Second, there’s the linguistic (or the semantic?) side of things, that should help decide what this last piece is about. While I have made no progress on decoding whatsoever, I am pretty sure I know what the text, that is to be discovered in K4, will say. Let me share it.
To start with, here are some hints coming from the parts K1-K3 and also the Morse Code that can be found near the sculpture (check the links above for more details on #Kryptos):
- (K1) “…lies the nuance of iqlusion” Misspelled (i.e. important) word illusion
- (Morse) “Shadow forces“
- (Morse) “Virtually invisible“
- (K1) “Absence of light“
- (K2) “The information was gathered and transmitted undergruund“. Misspelled (i.e. important) word underground
- (K3) The question “Can you see anything?” related to the discovery of the King Tutankhamun’s Tomb in 1922 – to which the answer was, “Yes, wonderful things”, and there was one other chamber discovered after the first, with lots of golden things (and then a third one, with the body of the King)

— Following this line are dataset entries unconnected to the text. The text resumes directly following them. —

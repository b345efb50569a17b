//! Health report and dashboard assembly.

use chrono::{DateTime, Utc};
use serde::Serialize;

use crate::resources::ResourceSample;
use crate::telemetry::{AiServiceStatus, TelemetryContext};

/// Memory or CPU usage above this percentage downgrades status to warning.
pub const WARNING_THRESHOLD_PERCENT: f64 = 90.0;

/// Overall service status.
#[derive(Debug, Clone, Copy, PartialEq, Eq, Serialize)]
#[serde(rename_all = "lowercase")]
pub enum HealthStatus {
    Healthy,
    Warning,
    /// Host resources could not be sampled.
    Degraded,
}

#[derive(Debug, Clone, Serialize)]
pub struct ServiceInfo {
    pub name: String,
    pub version: String,
    pub uptime_seconds: f64,
}

#[derive(Debug, Clone, Serialize, PartialEq)]
pub struct SystemInfo {
    pub memory_usage_percent: f64,
    pub memory_available_gb: f64,
    pub cpu_usage_percent: f64,
    pub disk_usage_percent: f64,
}

impl From<&ResourceSample> for SystemInfo {
    fn from(sample: &ResourceSample) -> Self {
        Self {
            memory_usage_percent: round2(sample.memory_percent),
            memory_available_gb: round2(sample.memory_available_gb),
            cpu_usage_percent: round2(sample.cpu_percent),
            disk_usage_percent: round2(sample.disk_percent),
        }
    }
}

/// Whether an optional monitoring backend is wired in.
#[derive(Debug, Clone, Copy, PartialEq, Eq, Serialize)]
#[serde(rename_all = "lowercase")]
pub enum Availability {
    Enabled,
    Disabled,
}

impl From<bool> for Availability {
    fn from(enabled: bool) -> Self {
        if enabled {
            Availability::Enabled
        } else {
            Availability::Disabled
        }
    }
}

#[derive(Debug, Clone, Serialize)]
pub struct ApplicationInfo {
    pub active_sessions: usize,
    pub tracing_exporter: String,
    pub ai_service_status: AiServiceStatus,
}

#[derive(Debug, Clone, Serialize)]
pub struct Dependencies {
    pub ai_model: AiServiceStatus,
    pub prometheus: Availability,
    pub opentelemetry: Availability,
}

/// Structured health document served by `GET /health`.
#[derive(Debug, Clone, Serialize)]
pub struct HealthReport {
    pub status: HealthStatus,
    pub timestamp: DateTime<Utc>,
    pub service: ServiceInfo,
    /// Absent when sampling failed.
    #[serde(skip_serializing_if = "Option::is_none")]
    pub system: Option<SystemInfo>,
    pub application: ApplicationInfo,
    pub dependencies: Dependencies,
}

impl HealthReport {
    /// Build a report from the telemetry context and a resource sample.
    ///
    /// `metrics_enabled` says whether a Prometheus exposition is served.
    /// The model status is informational and never changes `status`.
    pub fn evaluate(
        telemetry: &TelemetryContext,
        sample: Option<&ResourceSample>,
        metrics_enabled: bool,
    ) -> Self {
        let ai_status = telemetry.ai_service_status();
        Self {
            status: status_for(sample),
            timestamp: Utc::now(),
            service: ServiceInfo {
                name: telemetry.service_name().to_owned(),
                version: telemetry.service_version().to_owned(),
                uptime_seconds: telemetry.uptime().as_secs_f64(),
            },
            system: sample.map(SystemInfo::from),
            application: ApplicationInfo {
                active_sessions: telemetry.sessions().active_count(),
                tracing_exporter: telemetry.exporter().to_string(),
                ai_service_status: ai_status,
            },
            dependencies: Dependencies {
                ai_model: ai_status,
                prometheus: metrics_enabled.into(),
                opentelemetry: telemetry.tracing_enabled().into(),
            },
        }
    }
}

// ============================================================================
// Dashboard
// ============================================================================

#[derive(Debug, Clone, Serialize)]
pub struct DashboardService {
    pub name: String,
    pub version: String,
    pub environment: String,
}

#[derive(Debug, Clone, Serialize)]
pub struct DashboardMetrics {
    pub active_sessions: usize,
    pub uptime_seconds: f64,
    pub ai_service_status: AiServiceStatus,
}

#[derive(Debug, Clone, Serialize)]
pub struct MonitoringStack {
    pub prometheus: Availability,
    pub opentelemetry: Availability,
    pub tracing_exporter: String,
}

/// Summary served by `GET /stats/dashboard`.
#[derive(Debug, Clone, Serialize)]
pub struct DashboardStats {
    pub timestamp: DateTime<Utc>,
    pub service_info: DashboardService,
    pub current_metrics: DashboardMetrics,
    pub monitoring_stack: MonitoringStack,
}

impl DashboardStats {
    pub fn collect(telemetry: &TelemetryContext, metrics_enabled: bool) -> Self {
        Self {
            timestamp: Utc::now(),
            service_info: DashboardService {
                name: telemetry.service_name().to_owned(),
                version: telemetry.service_version().to_owned(),
                environment: telemetry.environment().to_owned(),
            },
            current_metrics: DashboardMetrics {
                active_sessions: telemetry.sessions().active_count(),
                uptime_seconds: telemetry.uptime().as_secs_f64(),
                ai_service_status: telemetry.ai_service_status(),
            },
            monitoring_stack: MonitoringStack {
                prometheus: metrics_enabled.into(),
                opentelemetry: telemetry.tracing_enabled().into(),
                tracing_exporter: telemetry.exporter().to_string(),
            },
        }
    }
}

/// Status implied by a resource sample.
pub fn status_for(sample: Option<&ResourceSample>) -> HealthStatus {
    match sample {
        None => HealthStatus::Degraded,
        Some(s)
            if s.memory_percent > WARNING_THRESHOLD_PERCENT
                || s.cpu_percent > WARNING_THRESHOLD_PERCENT =>
        {
            HealthStatus::Warning
        }
        Some(_) => HealthStatus::Healthy,
    }
}

fn round2(value: f64) -> f64 {
    (value * 100.0).round() / 100.0
}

- (Jim’s hint) Directions; and (K2) North. West
- Pond with ducks near the sculpture
OK, and here is what this all relates to. Compare the highlighted words above with the highlighted words below. (And it’s not the Berlin Wall, as most posts seem to point to!)
The Berlin Tunnel was a project code-named Operation Gold. The tunnel was build by the CIA together with the British Secret Intelligence Service, to tap conversations on the East side of Berlin. It was a large information gathering project.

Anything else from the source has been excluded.